▸ DIRECTIONS: Find the word "nearest" in the listing below. Copy every line that has it.

▸ DATA FOR PROCESSING:
····················

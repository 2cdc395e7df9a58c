//! # smallworld-core
//!
//! In-memory HNSW approximate nearest neighbor index over `f32` vectors, with a
//! checksummed binary graph format for persistence.
//!
//! The crate has no async or I/O framework dependencies; persistence works on any
//! `std::io::Read`/`Write`.

/// Global configuration constants: limits, defaults, and format identifiers.
pub mod config;
/// Error type shared by the index and persistence layers.
pub mod error;
/// HNSW approximate nearest neighbor index: graph structure, search, insertion, and distance metrics.
pub mod hnsw;
/// Graph serialization and atomic file persistence.
pub mod storage;
/// Vector arithmetic: dot products, norms, and tolerant float comparison.
pub mod vector_ops;

pub use error::{HnswError, Result};
pub use hnsw::{
    CancellationToken, Distance, DistanceCacheKind, DistanceMetric, HnswConfig, HnswIndex,
    IndexState, NeighbourHeuristic, Neighbor, ProgressReporter, RandomSource, SeededRandom,
};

····················

▸ REPLY TO THE TASK:
//! In-memory HNSW approximate nearest neighbor index over `f32` vectors, with a
/// HNSW approximate nearest neighbor index: graph structure, search, insertion, and distance metrics.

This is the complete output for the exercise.